Required action: Gather each line of the entries below that includes "ties".

(Collected data)
○ ○ ○ ○ ○

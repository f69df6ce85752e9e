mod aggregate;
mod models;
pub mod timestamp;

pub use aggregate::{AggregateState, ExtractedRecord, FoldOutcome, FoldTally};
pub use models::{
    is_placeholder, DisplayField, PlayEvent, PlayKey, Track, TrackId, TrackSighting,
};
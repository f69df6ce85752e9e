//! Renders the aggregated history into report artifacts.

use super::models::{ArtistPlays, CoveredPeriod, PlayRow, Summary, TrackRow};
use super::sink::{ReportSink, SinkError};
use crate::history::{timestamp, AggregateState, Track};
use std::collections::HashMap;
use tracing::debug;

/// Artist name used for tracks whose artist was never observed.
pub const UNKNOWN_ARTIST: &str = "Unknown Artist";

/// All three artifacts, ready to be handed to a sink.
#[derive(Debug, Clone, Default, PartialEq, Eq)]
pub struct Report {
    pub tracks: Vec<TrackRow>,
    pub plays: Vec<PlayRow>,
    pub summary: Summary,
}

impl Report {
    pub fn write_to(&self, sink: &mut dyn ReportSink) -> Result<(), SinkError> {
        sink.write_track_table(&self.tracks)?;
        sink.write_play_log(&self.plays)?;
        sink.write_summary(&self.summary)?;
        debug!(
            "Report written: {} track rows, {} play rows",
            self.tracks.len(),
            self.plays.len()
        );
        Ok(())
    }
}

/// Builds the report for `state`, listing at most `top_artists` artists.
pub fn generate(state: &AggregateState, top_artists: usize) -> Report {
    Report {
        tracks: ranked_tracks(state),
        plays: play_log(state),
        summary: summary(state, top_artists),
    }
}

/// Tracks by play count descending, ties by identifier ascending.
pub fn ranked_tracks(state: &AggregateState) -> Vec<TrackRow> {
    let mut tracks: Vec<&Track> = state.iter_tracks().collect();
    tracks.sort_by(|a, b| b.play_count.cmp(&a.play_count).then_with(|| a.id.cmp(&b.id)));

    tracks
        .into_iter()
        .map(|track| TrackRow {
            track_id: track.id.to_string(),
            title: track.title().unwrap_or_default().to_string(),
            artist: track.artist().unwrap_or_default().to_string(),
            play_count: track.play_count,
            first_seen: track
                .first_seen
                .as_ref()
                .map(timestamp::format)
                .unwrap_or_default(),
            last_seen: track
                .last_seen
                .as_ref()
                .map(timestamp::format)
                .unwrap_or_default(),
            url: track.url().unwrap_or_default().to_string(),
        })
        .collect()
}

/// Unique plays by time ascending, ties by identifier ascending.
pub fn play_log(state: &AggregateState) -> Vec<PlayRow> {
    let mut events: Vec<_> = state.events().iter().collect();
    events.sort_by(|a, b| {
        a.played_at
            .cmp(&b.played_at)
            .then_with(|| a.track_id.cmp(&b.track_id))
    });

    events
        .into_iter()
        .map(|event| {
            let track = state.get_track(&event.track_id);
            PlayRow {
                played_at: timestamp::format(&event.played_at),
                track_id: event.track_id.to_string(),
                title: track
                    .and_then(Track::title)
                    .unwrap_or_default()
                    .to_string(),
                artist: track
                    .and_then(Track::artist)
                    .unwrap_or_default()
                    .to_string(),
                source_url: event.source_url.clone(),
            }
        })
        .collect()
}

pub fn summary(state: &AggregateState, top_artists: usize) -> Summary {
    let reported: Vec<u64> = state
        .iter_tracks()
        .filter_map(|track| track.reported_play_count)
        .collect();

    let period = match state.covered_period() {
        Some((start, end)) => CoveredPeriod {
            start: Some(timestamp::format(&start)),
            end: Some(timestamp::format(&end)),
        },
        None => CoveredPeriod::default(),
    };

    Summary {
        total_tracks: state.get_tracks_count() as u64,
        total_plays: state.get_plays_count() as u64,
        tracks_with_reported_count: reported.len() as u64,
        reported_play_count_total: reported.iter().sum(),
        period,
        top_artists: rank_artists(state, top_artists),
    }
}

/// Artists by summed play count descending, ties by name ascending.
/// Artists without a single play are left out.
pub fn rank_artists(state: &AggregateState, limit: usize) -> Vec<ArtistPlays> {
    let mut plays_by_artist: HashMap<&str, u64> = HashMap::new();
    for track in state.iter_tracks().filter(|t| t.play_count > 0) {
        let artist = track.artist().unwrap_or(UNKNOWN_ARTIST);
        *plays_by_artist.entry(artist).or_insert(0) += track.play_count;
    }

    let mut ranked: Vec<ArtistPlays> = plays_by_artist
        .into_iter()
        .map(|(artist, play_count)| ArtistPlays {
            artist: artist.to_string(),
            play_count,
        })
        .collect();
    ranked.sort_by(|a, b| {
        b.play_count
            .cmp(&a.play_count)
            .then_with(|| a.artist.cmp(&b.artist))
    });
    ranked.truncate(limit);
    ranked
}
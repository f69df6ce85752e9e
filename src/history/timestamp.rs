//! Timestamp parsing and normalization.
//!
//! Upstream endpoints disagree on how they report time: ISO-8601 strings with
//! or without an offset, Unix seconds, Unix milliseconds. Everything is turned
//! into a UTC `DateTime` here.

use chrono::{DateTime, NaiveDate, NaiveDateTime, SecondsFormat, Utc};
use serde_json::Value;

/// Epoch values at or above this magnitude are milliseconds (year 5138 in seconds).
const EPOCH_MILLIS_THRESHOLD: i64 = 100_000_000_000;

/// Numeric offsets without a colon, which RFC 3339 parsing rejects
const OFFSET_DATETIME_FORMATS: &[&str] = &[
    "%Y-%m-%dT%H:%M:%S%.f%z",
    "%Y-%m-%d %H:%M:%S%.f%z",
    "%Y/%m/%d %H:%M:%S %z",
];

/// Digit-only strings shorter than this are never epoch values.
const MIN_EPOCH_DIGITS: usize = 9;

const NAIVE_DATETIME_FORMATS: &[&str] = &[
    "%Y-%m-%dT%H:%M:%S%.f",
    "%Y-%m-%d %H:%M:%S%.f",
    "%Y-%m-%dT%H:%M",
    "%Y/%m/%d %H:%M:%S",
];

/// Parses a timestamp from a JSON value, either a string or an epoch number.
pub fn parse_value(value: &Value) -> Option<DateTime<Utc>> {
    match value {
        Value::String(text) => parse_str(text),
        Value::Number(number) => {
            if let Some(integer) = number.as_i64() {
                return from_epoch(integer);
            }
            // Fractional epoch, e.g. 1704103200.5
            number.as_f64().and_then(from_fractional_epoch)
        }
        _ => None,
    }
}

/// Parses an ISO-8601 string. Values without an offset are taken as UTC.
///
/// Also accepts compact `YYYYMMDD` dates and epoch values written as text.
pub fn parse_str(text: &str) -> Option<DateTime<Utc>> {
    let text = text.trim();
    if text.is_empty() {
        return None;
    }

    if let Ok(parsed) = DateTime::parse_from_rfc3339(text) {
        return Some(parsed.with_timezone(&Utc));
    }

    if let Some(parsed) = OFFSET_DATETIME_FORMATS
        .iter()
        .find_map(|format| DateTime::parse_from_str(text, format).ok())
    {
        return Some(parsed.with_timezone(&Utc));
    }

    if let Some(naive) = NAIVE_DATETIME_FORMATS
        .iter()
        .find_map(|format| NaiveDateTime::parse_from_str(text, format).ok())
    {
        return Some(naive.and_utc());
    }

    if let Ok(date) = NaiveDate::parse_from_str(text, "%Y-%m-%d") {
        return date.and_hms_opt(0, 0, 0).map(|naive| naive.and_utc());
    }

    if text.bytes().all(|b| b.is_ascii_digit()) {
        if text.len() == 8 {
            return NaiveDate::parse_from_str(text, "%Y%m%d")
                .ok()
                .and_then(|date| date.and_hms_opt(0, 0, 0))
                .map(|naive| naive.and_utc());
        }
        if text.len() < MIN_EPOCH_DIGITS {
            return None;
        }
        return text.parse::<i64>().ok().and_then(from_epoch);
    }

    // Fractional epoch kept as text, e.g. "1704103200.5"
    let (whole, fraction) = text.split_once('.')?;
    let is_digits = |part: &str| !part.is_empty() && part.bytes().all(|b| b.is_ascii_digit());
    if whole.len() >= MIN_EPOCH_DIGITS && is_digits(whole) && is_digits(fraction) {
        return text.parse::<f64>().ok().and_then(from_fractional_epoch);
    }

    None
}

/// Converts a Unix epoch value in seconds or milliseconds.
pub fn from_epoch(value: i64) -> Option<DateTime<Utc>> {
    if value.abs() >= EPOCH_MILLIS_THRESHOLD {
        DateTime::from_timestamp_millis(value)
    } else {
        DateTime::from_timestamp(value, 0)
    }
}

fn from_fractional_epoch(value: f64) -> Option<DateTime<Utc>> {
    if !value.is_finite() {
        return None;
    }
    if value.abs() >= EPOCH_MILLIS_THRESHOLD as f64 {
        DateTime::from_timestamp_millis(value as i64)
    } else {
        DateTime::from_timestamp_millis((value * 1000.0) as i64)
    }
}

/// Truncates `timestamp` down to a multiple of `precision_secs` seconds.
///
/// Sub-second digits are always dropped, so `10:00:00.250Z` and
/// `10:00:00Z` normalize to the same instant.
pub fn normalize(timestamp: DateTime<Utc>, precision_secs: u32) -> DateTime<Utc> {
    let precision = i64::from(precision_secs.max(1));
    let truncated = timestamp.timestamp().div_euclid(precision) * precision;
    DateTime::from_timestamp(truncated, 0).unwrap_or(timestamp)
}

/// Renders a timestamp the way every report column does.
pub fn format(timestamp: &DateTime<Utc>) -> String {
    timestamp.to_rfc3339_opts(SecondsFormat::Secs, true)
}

○ ○ ○ ○ ○

Result for this task:
/// Tracks by play count descending, ties by identifier ascending.
/// Unique plays by time ascending, ties by identifier ascending.
/// Artists by summed play count descending, ties by name ascending.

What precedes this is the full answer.